The passage openings 5 can be closed tightly by means of a closure slide 6 provided on the underside of the base 2, which can be closed by means of at least one working cylinder 7 between the closed position shown in FIG. 1 and one Release position is displaceable, in which the closure slide 6 is located near a holder 8 provided on the lateral longitudinal edge of the base 2. On the top facing the bottom 2, the slide valve 6 is provided with a circumferential, self-contained groove 9 in which there is an inflatable seal, not shown, which is inflated when the slide valve 6 is in the closed position.
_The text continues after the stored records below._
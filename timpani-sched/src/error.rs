use thiserror::Error;

/// Result alias used throughout `timpani-sched`.
pub type SchedResult<T> = Result<T, SchedError>;

#[derive(Debug, Error, Clone, PartialEq, Eq)]
pub enum SchedError {
    #[error("unknown scheduling algorithm: {0}")]
    UnknownAlgorithm(String),

    #[error("no tasks to schedule")]
    NoTasks,

    #[error("task {name:?} failed validation: {source}")]
    InvalidTask { name: String, #[source] source: timpani_types::TypesError },
}
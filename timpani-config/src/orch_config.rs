use clap::Parser;

use crate::env::{env_override, env_override_parsed};
use crate::error::ConfigResult;

/// Orchestrator process configuration (spec §6's orchestrator CLI plus
/// `TIMPANI_ORCH_*` env overrides).
#[derive(Debug, Clone, PartialEq, Parser)]
#[command(name = "timpani-orchestrator", about = "Timpani plan dispatcher and fault sink relay")]
pub struct OrchConfig {
    /// Path to an optional static config file.
    #[arg(long)]
    pub config: Option<String>,

    /// Port the `SchedInfo`/`Sync`/`DMiss`/`Register` RPC server binds.
    #[arg(long = "sinfo-port", env = "TIMPANI_ORCH_SINFO_PORT", default_value_t = 7070)]
    pub sinfo_port: u16,

    #[arg(long = "fault-service-host", env = "TIMPANI_ORCH_FAULT_SERVICE_HOST", default_value = "127.0.0.1")]
    pub fault_service_host: String,

    #[arg(long = "fault-service-port", env = "TIMPANI_ORCH_FAULT_SERVICE_PORT", default_value_t = 7071)]
    pub fault_service_port: u16,

    /// Kept as a field name for wire-schema compatibility with the
    /// original's config layout; the transport is plain TCP, not D-Bus, so
    /// this has no effect on how the server actually listens (see
    /// DESIGN.md).
    #[arg(long = "dbus-port", env = "TIMPANI_ORCH_DBUS_PORT", default_value_t = 0)]
    pub dbus_port: u16,

    /// Path to the node inventory YAML file. Absent ⇒ a single default
    /// node (spec §6).
    #[arg(long = "node-config-file", env = "TIMPANI_ORCH_NODE_CONFIG_FILE")]
    pub node_config_file: Option<String>,

    #[arg(long = "log-level", env = "TIMPANI_ORCH_LOG_LEVEL", default_value = "info")]
    pub log_level: String,

    /// Scheduling algorithm name: `target_node_priority` (default),
    /// `least_loaded`, or `best_fit_decreasing`.
    #[arg(long, env = "TIMPANI_ORCH_ALGORITHM", default_value = "target_node_priority")]
    pub algorithm: String,
}

impl OrchConfig {
    pub fn load() -> ConfigResult<Self> {
        let mut config = OrchConfig::parse();
        config.apply_env_overrides()?;
        Ok(config)
    }

    fn apply_env_overrides(&mut self) -> ConfigResult<()> {
        env_override_parsed("TIMPANI_ORCH_SINFO_PORT", &mut self.sinfo_port)?;
        env_override("TIMPANI_ORCH_FAULT_SERVICE_HOST", &mut self.fault_service_host);
        env_override_parsed("TIMPANI_ORCH_FAULT_SERVICE_PORT", &mut self.fault_service_port)?;
        env_override_parsed("TIMPANI_ORCH_DBUS_PORT", &mut self.dbus_port)?;
        env_override("TIMPANI_ORCH_LOG_LEVEL", &mut self.log_level);
        env_override("TIMPANI_ORCH_ALGORITHM", &mut self.algorithm);
        Ok(())
    }
}

#[cfg(test)]
mod tests {
    use super::*;

    #[test]
    fn defaults_pick_target_node_priority() {
        let config = OrchConfig::parse_from(["timpani-orchestrator"]);
        assert_eq!(config.algorithm, "target_node_priority");
        assert_eq!(config.sinfo_port, 7070);
        assert!(config.node_config_file.is_none());
    }
}
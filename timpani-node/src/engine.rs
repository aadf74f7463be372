//! Time-trigger engine (spec §4.6, component C6): start-instant negotiation,
//! per-task timer arming, and the timer handler's deadline classification.

use std::sync::Arc;
use std::time::Duration as StdDuration;

use tokio::time::{Duration, Instant};
use tracing::{debug, warn};

use timpani_config::ClockId;
use timpani_rpc::RpcClient;

use crate::clock::real_now_ns;
use crate::hyperperiod::HyperperiodSupervisor;
use crate::task_runtime::TaskRuntime;

/// Interval the engine polls `Sync` at while waiting for the cross-node
/// start instant (spec §4.6).
const SYNC_POLL_INTERVAL: StdDuration = StdDuration::from_millis(100);

/// Fallback lead time when cross-node sync is disabled (spec §4.6: "now +
/// 5 ms on the configured clock").
const STANDALONE_START_LEAD: StdDuration = StdDuration::from_millis(5);

/// How this task's real-time signal is classified on a given fire.
#[derive(Debug, Clone, Copy, PartialEq, Eq)]
pub enum DeadlineOutcome {
    OnTime,
    /// The task has not yet re-entered sigwait since the previous fire.
    StillRunning,
    /// The observed event happened after this fire, with the given lateness.
    LateReturn { lateness_ns: i64 },
    /// No progress observed between this fire and the previous one.
    StuckInKernel,
}

impl DeadlineOutcome {
    pub fn is_miss(self) -> bool {
        !matches!(self, DeadlineOutcome::OnTime)
    }
}

/// Negotiates the common start instant (spec §4.6). With sync enabled, polls
/// `Sync` every 100 ms until `ack=1` and uses the returned timestamp;
/// otherwise uses `now + 5 ms` on `clock`.
pub async fn negotiate_start_instant(
    rpc_addr: &str,
    node_id: &str,
    enable_sync: bool,
    clock: ClockId,
) -> timpani_rpc::RpcResult<i64> {
    if !enable_sync {
        let lead_ns = STANDALONE_START_LEAD.as_nanos() as i64;
        return Ok(crate::clock::now_ns(clock) + lead_ns);
    }

    loop {
        let mut client = RpcClient::connect_with_retry(rpc_addr).await?;
        let (ack, sec, nsec) = client.sync(node_id).await?;
        if ack == 1 {
            return Ok(sec * 1_000_000_000 + nsec as i64);
        }
        tokio::time::sleep(SYNC_POLL_INTERVAL).await;
    }
}

/// Converts a real-time (wall-clock) instant into a `tokio::time::Instant`
/// anchored to "now", clamping to "now" if the target has already passed.
pub fn real_ns_to_tokio_instant(target_real_ns: i64) -> Instant {
    let delta_ns = target_real_ns - real_now_ns();
    if delta_ns <= 0 {
        Instant::now()
    } else {
        Instant::now() + Duration::from_nanos(delta_ns as u64)
    }
}

/// Reports one `DMiss` over a fresh connection, logging (not propagating) a
/// failure — spec §4.6: "log failures but do not block the fire".
async fn report_deadline_miss(rpc_addr: &str, node_id: &str, task_name: &str) {
    match RpcClient::connect(rpc_addr).await {
        Ok(mut client) => {
            if let Err(e) = client.dmiss(node_id, task_name).await {
                warn!(node_id, task_name, error = %e, "DMiss report failed");
            }
        }
        Err(e) => warn!(node_id, task_name, error = %e, "could not connect to report DMiss"),
    }
}

/// Classifies the current fire against the task's last-observed sigwait
/// event (spec §4.6 step 3). Returns `OnTime` if no event has ever been
/// observed (nothing to compare against yet).
pub fn classify(task: &TaskRuntime, fire_real_ns: i64) -> DeadlineOutcome {
    if !task.has_event() {
        return DeadlineOutcome::OnTime;
    }

    let t_event = task.last_event_real_ns();
    let t_event_prev = task.prev_event_real_ns();

    if !task.is_entering() {
        DeadlineOutcome::StillRunning
    } else if t_event > fire_real_ns {
        DeadlineOutcome::LateReturn { lateness_ns: t_event - fire_real_ns }
    } else if t_event == t_event_prev {
        DeadlineOutcome::StuckInKernel
    } else {
        DeadlineOutcome::OnTime
    }
}

/// The agreed real-time signal used to wake tasks (`SIGRTMIN`, offset `0`).
fn agreed_signal() -> i32 {
    unsafe { libc::SIGRTMIN() }
}

fn outcome_label(outcome: DeadlineOutcome) -> &'static str {
    match outcome {
        DeadlineOutcome::OnTime => "on_time",
        DeadlineOutcome::StillRunning => "still_running",
        DeadlineOutcome::LateReturn { .. } => "late_return",
        DeadlineOutcome::StuckInKernel => "stuck_in_kernel",
    }
}

/// Runs one task's armed timer loop until `shutdown` fires (spec §4.6).
/// Each fire runs the full timer-handler sequence: record `t_fire`, sleep
/// the release offset, classify the deadline, report a miss if any, signal
/// the process, and record `prev_fire`.
pub async fn run_task_timer(
    task: Arc<TaskRuntime>,
    start: Instant,
    node_id: String,
    rpc_addr: String,
    supervisor: Arc<HyperperiodSupervisor>,
    plot: Option<Arc<tokio::sync::Mutex<crate::plot::PlotWriter>>>,
    mut shutdown: tokio::sync::watch::Receiver<bool>,
) {
    let period = Duration::from_micros(task.record.period_us as u64);
    let mut interval = tokio::time::interval_at(start, period);
    let release_offset = Duration::from_micros(task.record.release_offset_us as u64);

    loop {
        tokio::select! {
            _ = shutdown.changed() => {
                if *shutdown.borrow() {
                    debug!(task = %task.record.name, "timer loop exiting on shutdown");
                    return;
                }
            }
            _ = interval.tick() => {
                let t_fire = real_now_ns();

                if !release_offset.is_zero() {
                    tokio::time::sleep(release_offset).await;
                }

                let outcome = classify(&task, t_fire);
                if outcome.is_miss() {
                    debug!(task = %task.record.name, ?outcome, "deadline miss");
                    supervisor.record_deadline_miss();
                    report_deadline_miss(&rpc_addr, &node_id, &task.record.name).await;
                }

                if let Some(writer) = &plot {
                    let lateness_ns = match outcome {
                        DeadlineOutcome::LateReturn { lateness_ns } => lateness_ns,
                        _ => 0,
                    };
                    if let Err(e) = writer.lock().await.write_row(t_fire, &task.record.name, lateness_ns, outcome_label(outcome)) {
                        warn!(task = %task.record.name, error = %e, "failed to write plot row");
                    }
                }

                if let Some(handle) = &task.handle {
                    if let Err(e) = handle.send_signal(agreed_signal()) {
                        warn!(task = %task.record.name, error = %e, "failed to signal task");
                    }
                }
                task.set_prev_fire(t_fire);
            }
        }
    }
}

#[cfg(test)]
mod tests {
    use super::*;
    use timpani_types::{SchedPolicy, TaskRecord};

    fn record() -> TaskRecord {
        TaskRecord {
            name: "a".to_string(),
            priority: 50,
            policy: SchedPolicy::Fifo,
            period_us: 100_000,
            release_offset_us: 0,
            runtime_us: 10_000,
            deadline_us: 100_000,
            cpu_affinity: 1,
            max_allowed_deadline_misses: 0,
            assigned_node_id: "n1".to_string(),
        }
    }

    #[test]
    fn no_event_yet_is_on_time() {
        let task = TaskRuntime::new(record(), None);
        assert_eq!(classify(&task, 1_000), DeadlineOutcome::OnTime);
    }

    #[test]
    fn still_running_when_not_re_entered() {
        let task = TaskRuntime::new(record(), None);
        task.record_event(500, false);
        assert_eq!(classify(&task, 1_000), DeadlineOutcome::StillRunning);
    }

    #[test]
    fn late_return_when_event_after_fire() {
        let task = TaskRuntime::new(record(), None);
        task.record_event(500, true);
        task.record_event(2_000, true);
        assert_eq!(classify(&task, 1_000), DeadlineOutcome::LateReturn { lateness_ns: 1_000 });
    }

    #[test]
    fn stuck_in_kernel_when_no_progress() {
        let task = TaskRuntime::new(record(), None);
        task.record_event(500, true);
        task.record_event(500, true);
        assert_eq!(classify(&task, 1_000), DeadlineOutcome::StuckInKernel);
    }

    #[test]
    fn on_time_when_event_before_fire_and_progressed() {
        let task = TaskRuntime::new(record(), None);
        task.record_event(100, true);
        task.record_event(500, true);
        assert_eq!(classify(&task, 1_000), DeadlineOutcome::OnTime);
    }

    #[tokio::test]
    async fn standalone_start_instant_is_a_few_ms_ahead() {
        let before = real_now_ns();
        let target = negotiate_start_instant("127.0.0.1:0", "n1", false, ClockId::Wall).await.unwrap();
        assert!(target - before >= 4_000_000);
    }
}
On the upper side of the lower part 1, two identical upper parts 10 are placed near the two narrow sides 1 ″, which have the shape of a cylindrical pot which is open at the bottom and whose longitudinal axis runs perpendicular to the upper side of the lower part 1. The two upper parts 10 are each aligned with an opening 11 in the upper side and tightly connected to the latter.
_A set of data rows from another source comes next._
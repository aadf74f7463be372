use thiserror::Error;

/// Result alias used throughout `timpani-rpc`.
pub type RpcResult<T> = Result<T, RpcError>;

/// Errors raised by the framed TCP transport.
///
/// Maps onto the `Network`/`Protocol`/`Unavailable` kinds of the system-wide
/// taxonomy (spec §7): anything below the transport (codec decode failures)
/// is folded in as `Protocol`, anything above it (connect/read/write
/// failure, peer hangup) as `Network`.
#[derive(Debug, Error)]
pub enum RpcError {
    #[error("network I/O error: {0}")]
    Io(#[from] std::io::Error),

    #[error("malformed RPC frame: {0}")]
    Protocol(#[from] timpani_codec::CodecError),

    #[error("peer closed the connection")]
    ConnectionClosed,

    #[error("frame of {len} bytes exceeds the {max} byte limit")]
    FrameTooLarge { len: usize, max: usize },

    #[error("unrecognized RPC method id: {0}")]
    UnknownMethod(u8),

    #[error("exhausted {attempts} connection attempt(s): {source}")]
    ConnectRetriesExhausted { attempts: u32, #[source] source: Box<RpcError> },
}
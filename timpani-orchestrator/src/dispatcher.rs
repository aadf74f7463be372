use std::collections::HashMap;
use std::sync::Arc;
use std::time::{Duration, SystemTime, UNIX_EPOCH};

use tokio::sync::{Mutex, RwLock};
use tracing::{debug, info};

use timpani_codec::encode_sched_info;
use timpani_types::Plan;

use crate::fault_sink::{notify_fault_best_effort, FaultKind, FaultSink};

/// Holds the latest [`Plan`], the per-node `SchedInfo` payload cache, and
/// the `Sync` barrier map (spec §4.4).
///
/// Locking follows spec §5: the plan itself is a reader-writer lock
/// (`AddSchedInfo` writes, `SchedInfo`/`DMiss`/`Sync` read); the cache is a
/// plain mutex since it is replaced wholesale on every plan change; the
/// barrier map is its own mutex, mutated only from request handling.
pub struct Dispatcher {
    plan: RwLock<Plan>,
    sched_info_cache: Mutex<HashMap<String, Vec<u8>>>,
    barrier: Mutex<Option<HashMap<String, bool>>>,
    fault_sink: Arc<dyn FaultSink>,
}

impl Dispatcher {
    pub fn new(fault_sink: Arc<dyn FaultSink>) -> Self {
        Dispatcher {
            plan: RwLock::new(Plan::new()),
            sched_info_cache: Mutex::new(HashMap::new()),
            barrier: Mutex::new(None),
            fault_sink,
        }
    }

    /// Installs a freshly-computed plan, dropping the cached `SchedInfo`
    /// payloads (spec §4.4: "When a new plan is installed, the cached
    /// buffer is dropped"). The barrier map is untouched — it is keyed by
    /// node id, not by plan generation, and spec §4.4 never resets it.
    pub async fn install_plan(&self, plan: Plan) {
        *self.plan.write().await = plan;
        self.sched_info_cache.lock().await.clear();
        info!("installed new plan, cleared SchedInfo cache");
    }

    /// Acknowledges a node joining. Purely informational (spec §4.2).
    pub async fn register(&self, node_id: &str) {
        debug!(node_id, "node registered");
    }

    /// Returns the cached (or freshly serialized) `SchedInfo` payload for
    /// `node_id`'s slice of the plan's first workload. Empty when no plan
    /// is installed yet (spec §4.4, §8 boundary behavior).
    pub async fn sched_info(&self, node_id: &str) -> Vec<u8> {
        let mut cache = self.sched_info_cache.lock().await;
        if let Some(cached) = cache.get(node_id) {
            return cached.clone();
        }

        let plan = self.plan.read().await;
        let Some(workload) = plan.first_workload() else {
            return Vec::new();
        };

        let tasks: Vec<_> = workload.tasks_for_node(node_id).cloned().collect();
        let payload = encode_sched_info(&workload.workload_id, workload.hyperperiod_us, &tasks);
        cache.insert(node_id.to_string(), payload.clone());
        payload
    }

    /// Reports one deadline miss, forwarding it to the fault sink
    /// (spec §4.4).
    pub async fn dmiss(&self, node_id: &str, task_name: &str) {
        let plan = self.plan.read().await;
        let workload_id = plan
            .find_workload_for_task(node_id, task_name)
            .or_else(|| plan.first_workload())
            .map(|w| w.workload_id.clone());
        drop(plan);

        let Some(workload_id) = workload_id else {
            return;
        };
        notify_fault_best_effort(self.fault_sink.as_ref(), &workload_id, node_id, task_name, FaultKind::DeadlineMiss).await;
    }

    /// Polls the cross-node start-instant barrier (spec §4.4). Returns
    /// `(ack, sec, nsec)`.
    pub async fn sync(&self, node_id: &str) -> (i32, i64, i32) {
        let mut barrier = self.barrier.lock().await;

        if barrier.is_none() {
            let plan = self.plan.read().await;
            let nodes: HashMap<String, bool> = plan
                .first_workload()
                .map(|w| w.tasks.iter().map(|t| (t.assigned_node_id.clone(), false)).collect())
                .unwrap_or_default();
            *barrier = Some(nodes);
        }

        let map = barrier.as_mut().expect("just initialized above");
        let Some(ready) = map.get_mut(node_id) else {
            return (0, 0, 0);
        };
        *ready = true;

        if map.values().all(|&r| r) {
            let now = SystemTime::now() + Duration::from_secs(1);
            let since_epoch = now.duration_since(UNIX_EPOCH).unwrap_or_default();
            (1, since_epoch.as_secs() as i64, since_epoch.subsec_nanos() as i32)
        } else {
            (0, 0, 0)
        }
    }
}

#[cfg(test)]
mod tests {
    use super::*;
    use crate::fault_sink::test_support::RecordingFaultSink;
    use timpani_types::{SchedPolicy, TaskRecord, Workload};

    fn task(name: &str, node: &str) -> TaskRecord {
        TaskRecord {
            name: name.to_string(),
            priority: 50,
            policy: SchedPolicy::Fifo,
            period_us: 100_000,
            release_offset_us: 0,
            runtime_us: 10_000,
            deadline_us: 100_000,
            cpu_affinity: 1,
            max_allowed_deadline_misses: 0,
            assigned_node_id: node.to_string(),
        }
    }

    fn dispatcher() -> Dispatcher {
        Dispatcher::new(Arc::new(RecordingFaultSink::default()))
    }

    fn dispatcher_with_sink() -> (Dispatcher, Arc<RecordingFaultSink>) {
        let sink = Arc::new(RecordingFaultSink::default());
        (Dispatcher::new(sink.clone()), sink)
    }

    #[tokio::test]
    async fn sched_info_before_any_plan_is_empty() {
        let d = dispatcher();
        assert!(d.sched_info("n1").await.is_empty());
    }

    #[tokio::test]
    async fn sched_info_is_cached_byte_identical_across_calls() {
        let d = dispatcher();
        let mut plan = Plan::new();
        plan.insert_workload(Workload::new("w1", vec![task("a", "n1")], 100_000));
        d.install_plan(plan).await;

        let first = d.sched_info("n1").await;
        let second = d.sched_info("n1").await;
        assert_eq!(first, second);
        assert!(!first.is_empty());
    }

    #[tokio::test]
    async fn installing_a_new_plan_drops_the_cache() {
        let d = dispatcher();
        let mut plan = Plan::new();
        plan.insert_workload(Workload::new("w1", vec![task("a", "n1")], 100_000));
        d.install_plan(plan).await;
        let first = d.sched_info("n1").await;

        let mut plan2 = Plan::new();
        plan2.insert_workload(Workload::new("w1", vec![task("a", "n1"), task("b", "n1")], 200_000));
        d.install_plan(plan2).await;
        let second = d.sched_info("n1").await;

        assert_ne!(first, second);
    }

    #[tokio::test]
    async fn sync_unlocks_only_once_every_node_has_called() {
        let d = dispatcher();
        let mut plan = Plan::new();
        plan.insert_workload(Workload::new("w1", vec![task("a", "n1"), task("b", "n2"), task("c", "n3")], 100_000));
        d.install_plan(plan).await;

        assert_eq!(d.sync("n1").await.0, 0);
        assert_eq!(d.sync("n2").await.0, 0);
        let (ack, sec, _nsec) = d.sync("n3").await;
        assert_eq!(ack, 1);
        assert!(sec > 0);
    }

    #[tokio::test]
    async fn sync_from_unknown_node_does_not_mutate_the_barrier() {
        let d = dispatcher();
        let mut plan = Plan::new();
        plan.insert_workload(Workload::new("w1", vec![task("a", "n1")], 100_000));
        d.install_plan(plan).await;

        assert_eq!(d.sync("ghost").await, (0, 0, 0));
        // n1 is still the only real node and has not been marked ready by
        // the unknown call, so it still needs its own Sync to unlock.
        assert_eq!(d.sync("n1").await.0, 1);
    }

    #[tokio::test]
    async fn sync_stays_open_and_gives_fresh_timestamps() {
        let d = dispatcher();
        let mut plan = Plan::new();
        plan.insert_workload(Workload::new("w1", vec![task("a", "n1")], 100_000));
        d.install_plan(plan).await;

        let (ack1, sec1, _) = d.sync("n1").await;
        assert_eq!(ack1, 1);
        tokio::time::sleep(std::time::Duration::from_millis(5)).await;
        let (ack2, sec2, _) = d.sync("n1").await;
        assert_eq!(ack2, 1);
        assert!(sec2 >= sec1);
    }

    #[tokio::test]
    async fn dmiss_falls_back_to_first_workload_on_miss() {
        let (d, sink) = dispatcher_with_sink();
        let mut plan = Plan::new();
        plan.insert_workload(Workload::new("w1", vec![task("a", "n1")], 100_000));
        d.install_plan(plan).await;

        d.dmiss("n1", "unknown-task").await;

        let calls = sink.calls.lock().await;
        assert_eq!(calls.len(), 1);
        assert_eq!(calls[0].workload_id, "w1");
        assert_eq!(calls[0].task_name, "unknown-task");
    }
}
In the two upper parts 10, a holding block 12 is guided in a longitudinally displaceable manner. These two identically designed holding blocks 12 can each be moved in their longitudinal direction by means of a hydraulic cylinder 13 arranged on the outside next to the upper part 10, which corresponds to an up and down movement in the installed state of the device. At the transition from an upper section 12 ′ of the holding block 12 to a lower section 12 ″, the holding block 12 has a radially outwardly projecting, ring-shaped material section 14, which is guided in the manner of a cylinder from the inner wall of the upper part 10. An annular seal, not shown, located in a radially outwardly open annular groove 15 of the material section 14 seals the space above the material section 14 from the space below the material section 14, which is in communication with the interior of the lower part 1. As shown in FIG. 2, in the completely lowered position of the holding block 12, its material section 14 is located at the level of the end of the upper part 10 adjoining the lower part 1. This arrangement of the guide of the holding block 12 as deep as possible allows a high guiding accuracy to be achieved.
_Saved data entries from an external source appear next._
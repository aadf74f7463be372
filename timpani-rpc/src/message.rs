use timpani_codec::{Decoder, Encoder};

use crate::error::RpcResult;
use crate::method::Method;

/// One in-flight RPC request, carrying the arguments spec §4.2 lists for its
/// method.
#[derive(Debug, Clone, PartialEq, Eq)]
pub enum Request {
    Register { node_id: String },
    SchedInfo { node_id: String },
    Sync { node_id: String },
    DMiss { node_id: String, task_name: String },
}

impl Request {
    pub fn method(&self) -> Method {
        match self {
            Request::Register { .. } => Method::Register,
            Request::SchedInfo { .. } => Method::SchedInfo,
            Request::Sync { .. } => Method::Sync,
            Request::DMiss { .. } => Method::DMiss,
        }
    }

    pub fn encode_payload(&self) -> Vec<u8> {
        let mut enc = Encoder::new();
        match self {
            Request::Register { node_id }
            | Request::SchedInfo { node_id }
            | Request::Sync { node_id } => {
                enc.put_str(node_id);
            }
            Request::DMiss { node_id, task_name } => {
                enc.put_str(node_id);
                enc.put_str(task_name);
            }
        }
        enc.into_bytes()
    }

    pub fn decode_payload(method: Method, bytes: &[u8]) -> RpcResult<Request> {
        let mut dec = Decoder::new(bytes);
        Ok(match method {
            Method::Register => Request::Register { node_id: dec.get_str()? },
            Method::SchedInfo => Request::SchedInfo { node_id: dec.get_str()? },
            Method::Sync => Request::Sync { node_id: dec.get_str()? },
            Method::DMiss => {
                // Encoded node_id then task_name; the decoder unwinds last-in-first-out.
                let task_name = dec.get_str()?;
                let node_id = dec.get_str()?;
                Request::DMiss { node_id, task_name }
            }
        })
    }
}

/// The reply to a [`Request`], carrying the results spec §4.2 lists.
#[derive(Debug, Clone, PartialEq, Eq)]
pub enum Response {
    Register,
    SchedInfo { payload: Vec<u8> },
    Sync { ack: i32, sec: i64, nsec: i32 },
    DMiss,
}

impl Response {
    pub fn encode_payload(&self) -> Vec<u8> {
        let mut enc = Encoder::new();
        match self {
            Response::Register | Response::DMiss => {}
            Response::SchedInfo { payload } => enc.put_blob(payload),
            Response::Sync { ack, sec, nsec } => {
                enc.put_i32(*ack);
                enc.put_i64(*sec);
                enc.put_i32(*nsec);
            }
        }
        enc.into_bytes()
    }

    pub fn decode_payload(method: Method, bytes: &[u8]) -> RpcResult<Response> {
        let mut dec = Decoder::new(bytes);
        Ok(match method {
            Method::Register => Response::Register,
            Method::DMiss => Response::DMiss,
            Method::SchedInfo => Response::SchedInfo { payload: dec.get_blob()? },
            Method::Sync => {
                let nsec = dec.get_i32()?;
                let sec = dec.get_i64()?;
                let ack = dec.get_i32()?;
                Response::Sync { ack, sec, nsec }
            }
        })
    }
}

#[cfg(test)]
mod tests {
    use super::*;

    #[test]
    fn dmiss_request_round_trips() {
        let req = Request::DMiss { node_id: "n1".into(), task_name: "hello".into() };
        let bytes = req.encode_payload();
        let decoded = Request::decode_payload(Method::DMiss, &bytes).unwrap();
        assert_eq!(decoded, req);
    }

    #[test]
    fn sync_response_round_trips() {
        let resp = Response::Sync { ack: 1, sec: 1_700_000_000, nsec: 250 };
        let bytes = resp.encode_payload();
        let decoded = Response::decode_payload(Method::Sync, &bytes).unwrap();
        assert_eq!(decoded, resp);
    }

    #[test]
    fn sched_info_response_preserves_empty_payload() {
        let resp = Response::SchedInfo { payload: vec![] };
        let bytes = resp.encode_payload();
        let decoded = Response::decode_payload(Method::SchedInfo, &bytes).unwrap();
        assert_eq!(decoded, resp);
    }
}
The holding blocks 12 are provided with a central blind hole 16 which is closed at the lower end and into which a column 17 rigidly connected to the upper part 10 engages. The upper section 12 ′ of the holding block 12 is guided on this column 17 without play by means of a stainless steel ball bushing 18. This guidance also contributes to achieving high accuracy. The lower end of the column 17 carries a guide piston 19 which carries a sealing ring which bears against the inner wall of the lower section 12 ″.

The two holding blocks 12 carry a block-shaped metering device 20 fixed on their underside, which has connections for the mandrels 4 on their underside facing the bottom 2 of the ASR housing, of which only one in FIG. 2 and not all in FIG. 3 are shown. The metering device 20 contains for each mandrel connection the valves required for time-pressure metering, which in the exemplary embodiment are diaphragm valves.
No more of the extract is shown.